I suspect that many of those supporting the deep tunnel solution will eventually push to have the historic pier sheds on the waterfront taken out to improve park and condo views for the lucky few who can afford to live in the new condos that will eventually develop in the formr viaduct right-of-way.

knute000

Posted Mon, Jan 19, 9:49 a.m. Inappropriate

note: There were two grammarical errors in my earlier post, corrected in parenthesis below:

The argument that any tunnel costs too much, or too much more (than a) replacement viaduct is false. The value of the Waterfront property in taxes and revenue generating potential cannot (be) reached with another viaduct. Any cost savings result in far more losses.

The argument about insufficient capacity with the Deep-Bore tunnel is false. The Deep-Bore tunnel will only handle Aurora-bound traffic, currently about 63,000 vehicles, not too much traffic for four lanes.
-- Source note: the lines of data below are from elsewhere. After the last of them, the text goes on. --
//! The immutable per-request snapshot of an asset.
//!
//! `AssetContext` is assembled by an [`AssetSource`](crate::io::AssetSource)
//! (or deserialized from JSON) and then only read by the calculators.

use super::types::*;
use chrono::NaiveDate;
use serde::{Deserialize, Serialize};
use std::collections::BTreeSet;
use std::fmt;

const DAYS_PER_YEAR: f64 = 365.25;

/// Asset identifier as used by the host application.
#[derive(Debug, Clone, PartialEq, Eq, PartialOrd, Ord, Hash, Serialize, Deserialize)]
#[serde(transparent)]
pub struct AssetId(pub String);

impl AssetId {
    pub fn new(id: impl Into<String>) -> Self {
        Self(id.into())
    }

    pub fn as_str(&self) -> &str {
        &self.0
    }
}

impl fmt::Display for AssetId {
    fn fmt(&self, f: &mut fmt::Formatter<'_>) -> fmt::Result {
        write!(f, "{}", self.0)
    }
}

/// Snapshot of everything a recalculation needs for one asset.
#[derive(Debug, Clone, PartialEq, Serialize, Deserialize)]
pub struct AssetContext {
    pub asset_id: AssetId,
    #[serde(default)]
    pub component: ComponentType,
    /// Date the assessment is made "as of". Ages are measured to this date.
    pub assessment_date: NaiveDate,
    pub design: DesignAttributes,
    #[serde(default)]
    pub protection: ProtectionAttributes,
    #[serde(default)]
    pub service: ServiceAttributes,
    pub inspection: InspectionHistory,
    /// Mechanisms configured (screened in) for this asset.
    #[serde(default)]
    pub mechanisms: BTreeSet<MechanismKind>,
    #[serde(default)]
    pub fatigue: FatigueAttributes,
    #[serde(default)]
    pub financial: FinancialAttributes,
    /// Asset-level override of the configured consequence policy.
    #[serde(default)]
    pub consequence_policy: Option<ConsequencePolicy>,
}

#[derive(Debug, Clone, PartialEq, Serialize, Deserialize)]
pub struct DesignAttributes {
    #[serde(default)]
    pub outer_diameter_mm: Option<f64>,
    pub internal_diameter_mm: f64,
    pub design_pressure_mpa: f64,
    #[serde(default)]
    pub operating_pressure_mpa: f64,
    pub design_temperature_c: f64,
    #[serde(default = "default_operating_temperature")]
    pub operating_temperature_c: f64,
    #[serde(default)]
    pub corrosion_allowance_mm: f64,
    #[serde(default = "default_weld_efficiency")]
    pub weld_efficiency: f64,
    /// Material of construction, the key into the allowable-stress table.
    pub material_id: String,
    #[serde(default)]
    pub material_family: MaterialFamily,
    #[serde(default)]
    pub pwht: bool,
    /// Entered allowable stress; takes precedence over the table lookup.
    #[serde(default)]
    pub allowable_stress_mpa: Option<f64>,
    /// Entered minimum thickness; takes precedence over derivation.
    #[serde(default)]
    pub min_thickness_mm: Option<f64>,
    #[serde(default)]
    pub in_service_date: Option<NaiveDate>,
    #[serde(default)]
    pub brinell_hardness: Option<f64>,
    #[serde(default)]
    pub steel_sulfur_wt_pct: Option<f64>,
}

fn default_operating_temperature() -> f64 {
    20.0
}

fn default_weld_efficiency() -> f64 {
    1.0
}

#[derive(Debug, Clone, PartialEq, Serialize, Deserialize, Default)]
pub struct ProtectionAttributes {
    #[serde(default)]
    pub coating: CoatingQuality,
    #[serde(default)]
    pub coating_installed: Option<NaiveDate>,
    #[serde(default)]
    pub insulated: bool,
    #[serde(default)]
    pub insulation_type: Option<InsulationType>,
    #[serde(default)]
    pub insulation_complexity: Option<Rating>,
    #[serde(default)]
    pub insulation_condition: Option<Rating>,
    #[serde(default)]
    pub underground: bool,
    #[serde(default)]
    pub cathodic_protection: bool,
    /// Pipe support or saddle that traps moisture
    #[serde(default)]
    pub support_deficiency: bool,
    #[serde(default)]
    pub soil_water_interface: bool,
    #[serde(default)]
    pub detection: SystemRating,
    #[serde(default)]
    pub isolation: SystemRating,
    #[serde(default)]
    pub mitigation: MitigationSystem,
    #[serde(default)]
    pub lining: Option<LiningType>,
    #[serde(default)]
    pub lining_condition: Option<LiningCondition>,
    #[serde(default)]
    pub lining_installed: Option<NaiveDate>,
}

#[derive(Debug, Clone, PartialEq, Serialize, Deserialize, Default)]
pub struct ServiceAttributes {
    #[serde(default)]
    pub fluid: RepresentativeFluid,
    #[serde(default)]
    pub phase: FluidPhase,
    #[serde(default)]
    pub toxicity: ToxicityClass,
    #[serde(default)]
    pub toxic_mass_fraction: f64,
    #[serde(default)]
    pub thinning_variant: ThinningVariant,
    #[serde(default)]
    pub corrosivity: Option<Corrosivity>,
    #[serde(default)]
    pub estimated_corrosion_rate_mm_y: Option<f64>,
    #[serde(default)]
    pub injection_point: bool,
    #[serde(default)]
    pub dead_leg: bool,
    #[serde(default)]
    pub online_monitoring: OnlineMonitoring,
    #[serde(default)]
    pub external_environment: Option<ExternalEnvironment>,
    #[serde(default)]
    pub cracking: Option<CrackingChemistry>,
    /// Entered component-damage flammable consequence area (m²)
    #[serde(default)]
    pub ca_cmdflam: Option<f64>,
    /// Entered personnel-injury flammable consequence area (m²)
    #[serde(default)]
    pub ca_injflam: Option<f64>,
    /// Entered personnel-injury toxic consequence area (m²)
    #[serde(default)]
    pub ca_injtox: Option<f64>,
    #[serde(default)]
    pub inventory_mass_kg: Option<f64>,
    #[serde(default)]
    pub evaporation_fraction: Option<f64>,
}

/// Process chemistry for internal cracking. Which fields are required
/// depends on `variant`.
#[derive(Debug, Clone, PartialEq, Serialize, Deserialize)]
pub struct CrackingChemistry {
    pub variant: CrackingVariant,
    #[serde(default)]
    pub ph: Option<f64>,
    #[serde(default)]
    pub h2s_ppm: Option<f64>,
    #[serde(default)]
    pub naoh_wt_pct: Option<f64>,
    #[serde(default)]
    pub amine: Option<AmineSolution>,
    #[serde(default)]
    pub carbonate_ppm: Option<f64>,
}

/// Representative fluid groups used by the consequence model.
#[derive(Debug, Clone, Copy, PartialEq, Eq, Hash, Serialize, Deserialize, Default)]
pub enum RepresentativeFluid {
    #[serde(rename = "C1-C2")]
    C1C2,
    #[serde(rename = "C3-C4")]
    C3C4,
    C5,
    #[default]
    #[serde(rename = "C6-C8")]
    C6C8,
    #[serde(rename = "C9-C12")]
    C9C12,
    #[serde(rename = "C13-C16")]
    C13C16,
    #[serde(rename = "C17-C25")]
    C17C25,
    #[serde(rename = "C25+")]
    C25Plus,
    H2,
    H2S,
    Water,
    Steam,
    Acid,
}

/// Inspection counts by effectiveness class.
#[derive(Debug, Clone, Copy, PartialEq, Eq, Serialize, Deserialize, Default)]
pub struct InspectionCounts {
    #[serde(default)]
    pub a: u32,
    #[serde(default)]
    pub b: u32,
    #[serde(default)]
    pub c: u32,
    #[serde(default)]
    pub d: u32,
}

impl InspectionCounts {
    pub fn count(&self, class: DataConfidence) -> u32 {
        match class {
            DataConfidence::A => self.a,
            DataConfidence::B => self.b,
            DataConfidence::C => self.c,
            DataConfidence::D => self.d,
        }
    }

    pub fn total(&self) -> u32 {
        self.a + self.b + self.c + self.d
    }

    /// Highest effectiveness class with at least one inspection, and its count.
    pub fn best(&self) -> Option<(DataConfidence, u32)> {
        DataConfidence::ALL
            .iter()
            .map(|class| (*class, self.count(*class)))
            .find(|(_, n)| *n > 0)
    }
}

#[derive(Debug, Clone, PartialEq, Serialize, Deserialize)]
pub struct InspectionHistory {
    #[serde(default)]
    pub last_inspection_date: Option<NaiveDate>,
    /// Effectiveness class of the inspection data; the confidence weight
    /// every calculator receives.
    #[serde(default)]
    pub effectiveness: DataConfidence,
    pub nominal_thickness_mm: f64,
    #[serde(default)]
    pub current_thickness_mm: Option<f64>,
    /// Inspection counts for internal thinning (`nthin_a..d`).
    #[serde(default)]
    pub thinning: InspectionCounts,
    #[serde(default)]
    pub external: InspectionCounts,
    #[serde(default)]
    pub cui: InspectionCounts,
    #[serde(default)]
    pub cracking: InspectionCounts,
    #[serde(default)]
    pub external_cracking: InspectionCounts,
}

#[derive(Debug, Clone, PartialEq, Serialize, Deserialize, Default)]
pub struct FatigueAttributes {
    #[serde(default)]
    pub previous_failures: Option<PreviousFailures>,
    #[serde(default)]
    pub shaking: Option<Shaking>,
    #[serde(default)]
    pub shaking_duration: Option<ShakingDuration>,
    #[serde(default)]
    pub cyclic_load: Option<CyclicLoad>,
    #[serde(default)]
    pub corrective_action: Option<CorrectiveAction>,
    #[serde(default)]
    pub branch_count: Option<u32>,
    #[serde(default)]
    pub pipe_condition: Option<PipeCondition>,
    #[serde(default)]
    pub joint_type: Option<JointType>,
    #[serde(default)]
    pub branch_diameter: Option<BranchDiameter>,
}

/// Cost inputs for the production (financial) consequence.
#[derive(Debug, Clone, PartialEq, Serialize, Deserialize)]
pub struct FinancialAttributes {
    #[serde(default = "default_one")]
    pub outage_multiplier: f64,
    #[serde(default)]
    pub production_cost_per_day: f64,
    #[serde(default = "default_equipment_cost")]
    pub equipment_cost_per_m2: f64,
    /// Personnel per m²
    #[serde(default = "default_population_density")]
    pub population_density: f64,
    #[serde(default = "default_injury_cost")]
    pub injury_cost: f64,
    #[serde(default)]
    pub environmental_cost_per_m3: f64,
    #[serde(default = "default_one")]
    pub material_cost_factor: f64,
}

fn default_one() -> f64 {
    1.0
}

fn default_equipment_cost() -> f64 {
    1_000.0
}

fn default_population_density() -> f64 {
    0.0005
}

fn default_injury_cost() -> f64 {
    5_000_000.0
}

impl Default for FinancialAttributes {
    fn default() -> Self {
        Self {
            outage_multiplier: default_one(),
            production_cost_per_day: 0.0,
            equipment_cost_per_m2: default_equipment_cost(),
            population_density: default_population_density(),
            injury_cost: default_injury_cost(),
            environmental_cost_per_m3: 0.0,
            material_cost_factor: default_one(),
        }
    }
}

/// Whole years (fractional) between two dates, zero when `to` precedes `from`.
pub fn years_between(from: NaiveDate, to: NaiveDate) -> f64 {
    let days = (to - from).num_days();
    (days.max(0) as f64) / DAYS_PER_YEAR
}

impl AssetContext {
    /// Date damage accumulation restarted: the last inspection, else the
    /// in-service date.
    pub fn exposure_start(&self) -> Option<NaiveDate> {
        self.inspection
            .last_inspection_date
            .or(self.design.in_service_date)
    }

    /// Years since the last inspection (or since service start).
    pub fn age_since_inspection(&self) -> Option<f64> {
        self.exposure_start()
            .map(|start| years_between(start, self.assessment_date))
    }

    /// Thickness at the last reading: measured when available, else nominal.
    pub fn reading_thickness_mm(&self) -> f64 {
        self.inspection
            .current_thickness_mm
            .unwrap_or(self.inspection.nominal_thickness_mm)
    }

    pub fn is_configured(&self, mechanism: MechanismKind) -> bool {
        self.mechanisms.contains(&mechanism)
    }
}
The more crucial considerations are:

-- Actual viability of the Deep-Bore, as yet unproven.
-- The inherent safety hazards with the Deep-Bore.
-- The lack of access for Ballard-bound traffic.
-- The viability of the Couplet surface boulevard design.

I'll just add that an excavated tunnel on the Waterfront is my preference. The viaduct can remain in place, though during the last year, traffic is diverted via Broad while rebuilding Lower Belltown. By then, traffic can enter the tunnel at Pike and exit in SoDo. That last year will also have AWV demolition, another unavoidable construction disruption.

I figure voters rejected the tunnel due to their understandable lack of faith in the process and they wanted a study of surface boulevard options, which they didn't get. None of the surface boulevard options are sensible. And, they rejected the elevated replacement because it was the most monstrous 6-lane viaduct.

Wells

Posted Mon, Jan 19, 10:08 a.m. Inappropriate

"I suspect that many of those supporting the deep tunnel solution will eventually push to have the historic pier sheds on the waterfront taken out to improve park and condo views for the lucky few who can afford to live in the new condos that will eventually develop in the formr viaduct right-of-way."

What? Sorry, Knute, that's ridiculous. I do, however, enjoy your tactic of saying something completely crazy and attributing it to your political opponents.

J.R.

Posted Sun, Jan 3, 11:14 a.m. Inappropriate

Thanks for re-posting this report.
I got a LOT of milage out of it this past year. 6 months before Mike McGinn officially stopped being a lobbyist this report was written. For some strange reason Mike McGinn was surprised that the city council was "rushing" to get the tunnel approved (Doh!). Maybe he should read Crosscut.